The system indexed my 80GB iPod effortlessly, although it said that it couldn’t index everything. I’m not sure why… perhaps some genres or albums aren’t filled in. Possibly it’s the podcasts, I don’t know. But it has been nearly 100% accurate for things that I look for. It failed on “play artist AC/DC” but I later found out that was because all of my AC/DC music has mysteriously disappeared. Another tidbit I found was it couldn’t “play album Dr. Horrible’s Sing-Along Blog” because the way I have the album listed is “Dr. Horrible’s Sing-Along Blog (Music from the Motion Picture).” But, when I say all of that, SYNC gets it. I can even get the last stuff wrong and SYNC still figures it out. It’s quite good. And I just need to go through and rename things so they’re easier to remember and find verbally.
Moving on, SYNC has hands-free phone usage via Bluetooth… and it’s awesome! In my Camry Hybrid, I had to key in my contacts manually and then set favorites, since once the car is moving it won’t let me call anyone but who is listed in the speed dial favorites. Horrible. But the SYNC system was able to download all of my iPhone contacts easily. It also even has “ auto download” which will re-download all of the contacts periodically so that any changes on my iPhone will be brought to the car. It also accesses my recent calls lists… yes lists plural! Recent calls, missed calls, and recent incoming are all in the car, whether they were placed while in the car or not. That’s wonderful!
What’s even better, SYNC can stream Bluetooth audio from my iPhone. So I don’t even have to take it out and plug it in to hear the tracks on my iPhone! It’s not perfect, since the iPhone seems to struggle a tad with this, skipping here and there. But it’s not the worst thing. And also, this will drain the iPhone’s battery quickly.
So, what I do is I keep my iPod plugged into the USB port and use it for any music I want to hear. Then I use the Bluetooth stream from my iPhone for podcasts and the like, since with those I don’t mind the infrequent skips. I also keep an iPhone charger in the car in case I need to use that. So, in the end, I am able to listen to both my iPod and my iPhone without having to unplug and plug them in all the time. And the Aux-In (Line-In) is still unused for anything else I might want to plug in.
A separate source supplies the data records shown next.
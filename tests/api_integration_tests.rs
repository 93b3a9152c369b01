//! Authenticated API calls over the websocket: lazy login, envelope shape
//! and asynchronous response dispatch.

mod support;

use gate_ws::model::{SpotOrder, SpotOrderRequest};
use gate_ws::{channels, ApiOptions, ConnectConfig, UpdateMsg, WsService};
use serde_json::json;
use std::sync::{Arc, Mutex};
use std::time::Duration;
use support::MockGateServer;
use tokio::time::{sleep, timeout};

async fn connect_private(server: &MockGateServer) -> WsService {
    let config =
        ConnectConfig::new("test_key".to_string(), "test_secret".to_string()).url(server.url());
    WsService::connect(config).await.expect("connect to mock server")
}

fn limit_order(text: &str) -> SpotOrderRequest {
    SpotOrderRequest {
        currency_pair: "BTC_USDT".to_string(),
        side: "buy".to_string(),
        amount: "0.001".to_string(),
        price: Some("30000".to_string()),
        order_type: Some("limit".to_string()),
        time_in_force: Some("gtc".to_string()),
        text: Some(text.to_string()),
        ..SpotOrderRequest::default()
    }
}

#[tokio::test]
async fn test_api_request_without_credentials_is_rejected() {
    let server = MockGateServer::spawn().await;
    let service = WsService::connect(ConnectConfig::read_only().url(server.url()))
        .await
        .expect("connect");

    let err = service
        .api_request(channels::SPOT_ORDER_PLACE, &limit_order("t-1"))
        .await
        .expect_err("api call without credentials must fail");
    assert!(err.is_auth_required());

    sleep(Duration::from_millis(100)).await;
    assert!(server.frames().await.is_empty());
    service.close().await;
}

#[tokio::test]
async fn test_login_happens_once_before_the_first_call() {
    let server = MockGateServer::spawn().await;
    let service = connect_private(&server).await;

    service
        .api_request(channels::SPOT_ORDER_PLACE, &limit_order("t-1"))
        .await
        .expect("first api call");
    service
        .api_request(channels::SPOT_ORDER_PLACE, &limit_order("t-2"))
        .await
        .expect("second api call");

    let frames = server.wait_for_frames(3, Duration::from_secs(1)).await;
    assert_eq!(frames[0]["channel"], "spot.login");
    assert_eq!(frames[0]["event"], "api");
    assert_eq!(frames[1]["channel"], "spot.order_place");
    assert_eq!(frames[2]["channel"], "spot.order_place");
    assert_eq!(server.frames_on(channels::SPOT_LOGIN).await.len(), 1);
    service.close().await;
}

#[tokio::test]
async fn test_api_envelope_shape() {
    let server = MockGateServer::spawn().await;
    let service = connect_private(&server).await;

    service
        .api_request_with_options(
            channels::SPOT_ORDER_PLACE,
            &limit_order("t-shape"),
            ApiOptions {
                channel_id: Some("demo-app".to_string()),
                req_id: Some("req-42".to_string()),
            },
        )
        .await
        .expect("api call");

    let frames = server.wait_for_frames(2, Duration::from_secs(1)).await;
    let place = &frames[1];
    assert_eq!(place["event"], "api");
    let payload = &place["payload"];
    assert_eq!(payload["api_key"], "test_key");
    assert_eq!(payload["req_id"], "req-42");
    assert_eq!(payload["req_header"]["X-Gate-Channel-Id"], "demo-app");
    assert_eq!(payload["req_param"]["currency_pair"], "BTC_USDT");
    assert_eq!(payload["req_param"]["text"], "t-shape");

    let signature = payload["signature"].as_str().expect("signature present");
    assert_eq!(signature.len(), 128);
    assert!(signature.chars().all(|c| c.is_ascii_hexdigit()));
    // the payload timestamp matches the signed frame time
    assert_eq!(payload["timestamp"], place["time"].to_string());
    service.close().await;
}

#[tokio::test]
async fn test_login_envelope_ignores_call_options() {
    let server = MockGateServer::spawn().await;
    let service = connect_private(&server).await;

    service
        .api_request_with_options(
            channels::SPOT_ORDER_PLACE,
            &limit_order("t-opts"),
            ApiOptions {
                channel_id: Some("demo-app".to_string()),
                req_id: Some("req-42".to_string()),
            },
        )
        .await
        .expect("api call");

    let frames = server.wait_for_frames(2, Duration::from_secs(1)).await;
    assert_eq!(frames[0]["channel"], "spot.login");
    let login = &frames[0]["payload"];
    // the login frame gets a generated req_id and a blank channel-id
    // header, not the triggering call's overrides
    assert_ne!(login["req_id"], "req-42");
    assert!(!login["req_id"].as_str().expect("req_id").is_empty());
    assert_eq!(login["req_header"]["X-Gate-Channel-Id"], "");
    assert_eq!(frames[1]["payload"]["req_id"], "req-42");
    service.close().await;
}

#[tokio::test]
async fn test_generated_req_id_when_not_overridden() {
    let server = MockGateServer::spawn().await;
    let service = connect_private(&server).await;

    service
        .api_request(channels::SPOT_ORDER_STATUS, &json!({"order_id": "1"}))
        .await
        .expect("api call");

    let frames = server.wait_for_frames(2, Duration::from_secs(1)).await;
    let req_id = frames[1]["payload"]["req_id"].as_str().expect("req_id");
    assert!(!req_id.is_empty());
    service.close().await;
}

#[tokio::test]
async fn test_api_response_reaches_the_channel_callback() {
    let server = MockGateServer::spawn().await;
    let service = connect_private(&server).await;

    let seen = Arc::new(Mutex::new(Vec::<UpdateMsg>::new()));
    let sink = Arc::clone(&seen);
    service.set_callback(channels::SPOT_ORDER_PLACE, move |msg| {
        sink.lock().unwrap().push(msg);
    });

    service
        .api_request(channels::SPOT_ORDER_PLACE, &limit_order("t-resp"))
        .await
        .expect("api call");
    server.wait_for_frames(2, Duration::from_secs(1)).await;

    // API responses carry the channel in the header block only
    server
        .push(&json!({
            "header": {
                "response_time": "1700000000123",
                "status": "200",
                "channel": "spot.order_place",
                "event": "api",
                "client_id": "::1-1"
            },
            "data": {"result": {"id": "9921", "status": "open", "succeeded": true}}
        }))
        .await;

    timeout(Duration::from_secs(2), async {
        while seen.lock().unwrap().is_empty() {
            sleep(Duration::from_millis(10)).await;
        }
    })
    .await
    .expect("response never dispatched");

    let seen = seen.lock().unwrap();
    assert_eq!(seen.len(), 1);
    assert_eq!(seen[0].channel_name(), "spot.order_place");
    let order: SpotOrder = seen[0]
        .decode_api_result()
        .expect("decode")
        .expect("result present");
    assert_eq!(order.id, "9921");
    assert!(order.succeeded);
    service.close().await;
}

#[tokio::test]
async fn test_api_error_surfaces_in_band() {
    let server = MockGateServer::spawn().await;
    let service = connect_private(&server).await;

    let seen = Arc::new(Mutex::new(Vec::<UpdateMsg>::new()));
    let sink = Arc::clone(&seen);
    service.set_callback(channels::SPOT_ORDER_PLACE, move |msg| {
        sink.lock().unwrap().push(msg);
    });

    service
        .api_request(channels::SPOT_ORDER_PLACE, &limit_order("t-err"))
        .await
        .expect("api call itself succeeds");
    server.wait_for_frames(2, Duration::from_secs(1)).await;

    server
        .push(&json!({
            "header": {"channel": "spot.order_place", "event": "api"},
            "data": {"errs": {"label": "AUTHENTICATION_FAILED", "message": "Not login yet"}}
        }))
        .await;

    timeout(Duration::from_secs(2), async {
        while seen.lock().unwrap().is_empty() {
            sleep(Duration::from_millis(10)).await;
        }
    })
    .await
    .expect("error envelope never dispatched");

    let seen = seen.lock().unwrap();
    let errs = seen[0].data.errs.as_ref().expect("errs present");
    assert_eq!(errs.label, "AUTHENTICATION_FAILED");
    service.close().await;
}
SYNC 3.0 has some new features. The SYNC hardware in the 2010 Fords (perhaps also the 2009s, but I’m not certain) have a GPS chip. So even without a map screen (I didn’t get the Nav system this time… I figure I can use Google Maps on my iPhone, or perhaps the newly-released TomTom software) the SYNC knows where I am. With the 3.0 software, several “services” have been added, such as weather, traffic, and turn-by-turn directions. There’s no map, but I can, with some voice commands, set up a route and the SYNC system will tell me where and when to turn. Very cool.
The traffic is quite nice too. You can set up various locations online, such as “home” and “work.” From there, you can tell it to give traffic reports at a certain time of day for trips between any 2 of the preset locations. So if there is a traffic incident between work and home, I get a text message informing me at about 3:30, which gives me time to decide on an alternate route. This is very handy!
Weather is pretty standard. You can get weather on preset locations or tell it where you want a weather report for. Of course, the weather in my area said “mostly sunny” while I was watching it rain, so it’s about as good as any other weather report.
All in all, the Microsoft SYNC system in Ford vehicles is a real win in the fight for true geek auto nirvana!